• Your task
Select all lines holding the word "listed" from the entries that follow.
--- Source records ---
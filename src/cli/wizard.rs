//! Interactive benefit application wizard
//!
//! Prints the current screen with its numbered actions and reads one choice
//! per line. Progress is not saved; quitting or closing stdin ends the run.

use std::io::{self, BufRead, Write};

use crate::audit::AuditLogger;
use crate::config::{paths::DogwoodPaths, settings::Settings};
use crate::display::wizard::{action_label, format_wizard_screen};
use crate::error::DogwoodResult;
use crate::models::{BenefitStep, WizardAction};
use crate::services::WizardSession;

/// A line of user input, interpreted against the offered actions
#[derive(Debug, Clone, Copy, PartialEq, Eq)]
pub enum WizardChoice {
    Action(WizardAction),
    Quit,
    Invalid,
}

/// Interpret a line of input
///
/// Accepts the number shown next to an action, or a keyword: `next`, `back`,
/// `submit`, `restart`, `edit <step>` (first letters work too), and `quit`.
/// Anything not currently offered is `Invalid`.
pub fn parse_choice(input: &str, offered: &[WizardAction]) -> WizardChoice {
    let input = input.trim().to_lowercase();
    let mut words = input.split_whitespace();

    let action = match (words.next(), words.next()) {
        (Some("q" | "quit" | "exit"), None) => return WizardChoice::Quit,
        (Some(word), None) if word.chars().all(|c| c.is_ascii_digit()) => word
            .parse::<usize>()
            .ok()
            .and_then(|n| n.checked_sub(1))
            .and_then(|i| offered.get(i).copied()),
        (Some("n" | "next"), None) => Some(WizardAction::Next),
        (Some("b" | "back" | "previous"), None) => Some(WizardAction::Back),
        (Some("s" | "submit"), None) => Some(WizardAction::Submit),
        (Some("r" | "restart"), None) => Some(WizardAction::Restart),
        (Some("e" | "edit"), Some(step)) => step.parse().ok().map(WizardAction::Edit),
        _ => None,
    };

    match action {
        Some(action) if offered.contains(&action) => WizardChoice::Action(action),
        _ => WizardChoice::Invalid,
    }
}

/// Drive a session from `input`, writing screens to `output`
pub fn run_wizard<R: BufRead, W: Write>(
    session: &mut WizardSession,
    mut input: R,
    mut output: W,
) -> DogwoodResult<()> {
    writeln!(output, "Benefit Application (session {})", session.id())?;

    loop {
        writeln!(output)?;
        write!(
            output,
            "{}",
            format_wizard_screen(session.controller(), session.confirmation())
        )?;

        let offered = session.controller().available_actions();
        writeln!(output)?;
        for (i, action) in offered.iter().enumerate() {
            writeln!(output, "  {}) {}", i + 1, action_label::<BenefitStep>(action))?;
        }
        writeln!(output, "  q) Quit")?;
        write!(output, "> ")?;
        output.flush()?;

        let mut line = String::new();
        if input.read_line(&mut line)? == 0 {
            writeln!(output)?;
            return Ok(());
        }

        match parse_choice(&line, &offered) {
            WizardChoice::Action(action) => {
                session.apply(action)?;
            }
            WizardChoice::Quit => {
                if !session.controller().is_complete() {
                    writeln!(output, "Application not submitted; progress discarded.")?;
                }
                return Ok(());
            }
            WizardChoice::Invalid => {
                writeln!(output, "Please choose one of the listed options.")?;
            }
        }
    }
}

/// Handle `dogwood wizard`
pub fn handle_wizard_command(paths: &DogwoodPaths, settings: &Settings) -> DogwoodResult<()> {
    let logger = if settings.audit_enabled {
        paths.ensure_directories()?;
        Some(AuditLogger::new(paths.audit_log()))
    } else {
        None
    };

    let mut session: WizardSession = WizardSession::start(logger)?;
    let stdin = io::stdin();
    let stdout = io::stdout();
    run_wizard(&mut session, stdin.lock(), stdout.lock())
}

#[cfg(test)]
mod tests {
    use super::*;
    use WizardAction::*;

    #[test]
    fn test_parse_by_number() {
        let offered = [Back, Next];
        assert_eq!(parse_choice("2\n", &offered), WizardChoice::Action(Next));
        assert_eq!(parse_choice("0", &offered), WizardChoice::Invalid);
        assert_eq!(parse_choice("3", &offered), WizardChoice::Invalid);
    }

    #[test]
    fn test_parse_keywords() {
        let offered = [Back, Edit(1), Edit(2), Edit(3), Submit];
        assert_eq!(parse_choice("Edit 2", &offered), WizardChoice::Action(Edit(2)));
        assert_eq!(parse_choice("s", &offered), WizardChoice::Action(Submit));
        assert_eq!(parse_choice("next", &offered), WizardChoice::Invalid);
        assert_eq!(parse_choice("e 4", &offered), WizardChoice::Invalid);
        assert_eq!(parse_choice(" quit ", &offered), WizardChoice::Quit);
    }

    #[test]
    fn test_run_to_confirmation() {
        let mut session: WizardSession = WizardSession::start(None).unwrap();
        let input = "next\nnext\nnext\nedit 1\nn\nn\nn\nsubmit\nq\n";
        let mut output = Vec::new();

        run_wizard(&mut session, input.as_bytes(), &mut output).unwrap();

        let text = String::from_utf8(output).unwrap();
        assert_eq!(session.current(), BenefitStep::Confirmation);
        assert!(text.contains("Confirmation Number: VA-"));
        assert!(text.contains("Start New Application"));
        assert!(!text.contains("progress discarded"));
    }

    #[test]
    fn test_eof_ends_run() {
        let mut session: WizardSession = WizardSession::start(None).unwrap();
        let mut output = Vec::new();

        run_wizard(&mut session, "n\nbogus\n".as_bytes(), &mut output).unwrap();

        let text = String::from_utf8(output).unwrap();
        assert_eq!(session.controller().current_step(), 2);
        assert!(text.contains("Please choose one of the listed options."));
    }
}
---
• Response box
                writeln!(output, "Please choose one of the listed options.")?;
        assert!(text.contains("Please choose one of the listed options."));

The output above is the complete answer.